待他们重新回到前面,大堂中已经人满为患,幸好先前留了个位置,不然也没法了。
“公子这边来,都准备好了。”小二引着他们来到桌前。
一干汉子都好奇的望过来,这等气质的人儿怎么跑一楼来和他们抢地方?不过这也与他们无关,随即转过身子去。有钱人家的公子哥们想法奇怪的猜都猜不透。
倪葭端起茶盏倒下两杯,自从出门,她就和写墨如姐妹般相处,两人间早已没有诸多繁文缛节。
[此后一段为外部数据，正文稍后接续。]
//! Identity provider abstraction
//!
//! A provider knows its endpoints and how to turn an authorization code into
//! a verified `ExternalIdentity`. The exchange engine owns state, PKCE and
//! timeouts; providers only speak HTTP to their own endpoints.
//!
//! Uses `Pin<Box<dyn Future>>` return types for dyn-compatibility (`Arc<dyn Provider>`).

use std::future::Future;
use std::pin::Pin;

use serde::Deserialize;
use tracing::{debug, warn};

use crate::error::{Error, Result};
use crate::identity::ExternalIdentity;

/// Future returned by provider network calls.
pub type ProviderFuture<'a, T> = Pin<Box<dyn Future<Output = Result<T>> + Send + 'a>>;

/// OAuth endpoints of one provider. Overridable so tests can stand up a
/// local mock provider.
#[derive(Debug, Clone, PartialEq, Eq)]
pub struct ProviderEndpoints {
    pub authorize: String,
    pub token: String,
    pub userinfo: String,
}

/// Token endpoint response. Only the access token is required.
#[derive(Debug, Clone, Deserialize)]
pub struct ProviderTokens {
    pub access_token: String,
    #[serde(default)]
    pub token_type: Option<String>,
    /// Seconds until the provider access token expires
    #[serde(default)]
    pub expires_in: Option<u64>,
    #[serde(default)]
    pub id_token: Option<String>,
    #[serde(default)]
    pub scope: Option<String>,
}

pub trait Provider: Send + Sync {
    /// Stable identifier used in routes and the user directory, e.g. "google"
    fn id(&self) -> &str;

    /// Authorization URL carrying `client_id`, `redirect_uri`, `scope`,
    /// `state` and the S256 PKCE challenge.
    fn authorization_url(&self, state: &str, challenge: &str, redirect_uri: &str)
    -> Result<String>;

    /// Exchange an authorization code (plus PKCE verifier) for provider tokens.
    fn exchange_code<'a>(
        &'a self,
        client: &'a reqwest::Client,
        code: &'a str,
        verifier: &'a str,
        redirect_uri: &'a str,
    ) -> ProviderFuture<'a, ProviderTokens>;

    /// Fetch the user profile with the provider access token.
    fn fetch_identity<'a>(
        &'a self,
        client: &'a reqwest::Client,
        tokens: &'a ProviderTokens,
    ) -> ProviderFuture<'a, ExternalIdentity>;
}

/// Send a provider request and sort failures into retryable and terminal.
///
/// Transport errors, 429 and 5xx mean the provider is unavailable; any other
/// non-success status is a rejection of this particular request.
pub(crate) async fn send(request: reqwest::RequestBuilder, what: &str) -> Result<reqwest::Response> {
    let response = request
        .send()
        .await
        .map_err(|e| Error::ProviderUnavailable(format!("{what} request failed: {e}")))?;

    let status = response.status();
    if status.is_success() {
        debug!(what, %status, "provider call succeeded");
        return Ok(response);
    }

    let body = response
        .text()
        .await
        .unwrap_or_else(|_| String::from("<no body>"));
    warn!(what, %status, body = %body, "provider call failed");

    if status.is_server_error() || status.as_u16() == 429 {
        return Err(Error::ProviderUnavailable(format!("{what} returned {status}")));
    }
    Err(Error::ProviderRejected(format!("{what} returned {status}")))
}

/// Decode a successful provider response body.
pub(crate) async fn decode<T: serde::de::DeserializeOwned>(
    response: reqwest::Response,
    what: &str,
) -> Result<T> {
    response
        .json::<T>()
        .await
        .map_err(|e| Error::ProviderRejected(format!("invalid {what} response: {e}")))
}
“这茶竟是难得的雨前龙井,香气馥蕴若兰,色泽青绿透彻,叶底嫩绿,匀齐成朵,芽芽直立,栩栩如生,堪称茶中上品。”倪葭细细闻罢,又抿了口,果然唇齿留香。
“公子,什么是雨前龙井?”
“这龙井,谷雨前采摘称为‘雨前龙井’,又称‘二春茶’,清明节前采摘称为‘明前龙井’,又称‘莲心’,‘女儿红’,立夏采摘称‘雀舌’,再过一个月采摘称‘梗片’。俗有‘雨前为上品,明前为珍品’之说。而其最珍,便是‘一旗一枪’。”倪葭把玩着温润的茶杯,一一为她道来。
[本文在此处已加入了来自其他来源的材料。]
//! Redacting wrapper for client secrets and signing keys

use std::fmt;
use zeroize::Zeroize;

/// Sensitive value - redacted in Debug/Display/logs, wiped on drop.
pub struct Secret<T: Zeroize>(T);

impl<T: Zeroize> Secret<T> {
    pub fn new(value: T) -> Self {
        Self(value)
    }

    /// Borrow the inner value. Keep the borrow short and never log it.
    pub fn expose(&self) -> &T {
        &self.0
    }
}

impl Secret<String> {
    /// Key material as bytes, e.g. for an HMAC key.
    pub fn as_bytes(&self) -> &[u8] {
        self.0.as_bytes()
    }

    pub fn is_empty(&self) -> bool {
        self.0.is_empty()
    }
}

impl<T: Zeroize> From<T> for Secret<T> {
    fn from(value: T) -> Self {
        Self::new(value)
    }
}

impl<T: Zeroize> fmt::Debug for Secret<T> {
    fn fmt(&self, f: &mut fmt::Formatter<'_>) -> fmt::Result {
        write!(f, "[REDACTED]")
    }
}

impl<T: Zeroize> fmt::Display for Secret<T> {
    fn fmt(&self, f: &mut fmt::Formatter<'_>) -> fmt::Result {
        write!(f, "[REDACTED]")
    }
}

impl<T: Zeroize> Drop for Secret<T> {
    fn drop(&mut self) {
        self.0.zeroize();
    }
}

impl<T: Zeroize + Clone> Clone for Secret<T> {
    fn clone(&self) -> Self {
        Self(self.0.clone())
    }
}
“好啦!公子说的我也不懂。我那几句文绉绉的话还是死记硬背好久才记下的呢!还是喝茶听内幕吧!”
“小丫头!”倪葭失笑,看着她端起杯子牛饮的样子,真是可爱又心疼。
“好像过两日会有花神祭来着,不知道你们听说没有?”
“早知道了,这可是洛城传统,瘦猴你简直是对不起包打听的名声。”一个彪形大汉对着方才说话的小个子挤眉弄眼道。
“对,洛城每年这时候都会有,可真是又赏风月又赏花,享受得不得了。”
倪葭拈起小菜尝了口,果然进入正题了。
“那个,你们说的花神祭是什么?”一个斯文白净的书生模样的男子开口道。
“一看你就是死读书的,以前没出过门吧?这花神祭,一是评花中珍品,称为此届花神,二是评馆中各色美人儿,号洛神,可不是又好看又好玩。”
“那这馆,可是指?”
“正是青楼楚馆,人说‘洛城水滟青桃色,秦楼楚馆歌舞喧’,这温柔乡,不知有多少人喜欢呢。”
倪葭听得心底暗笑,把这等事当做特色,且赢得名声的,先不说世人褒贬,光是有此说法,就引得人想去一探究竟了。
“走吧,我们就坐等后日的典祀了。”倪葭看着说的差不多,起身离去。写墨亦寸步跟上。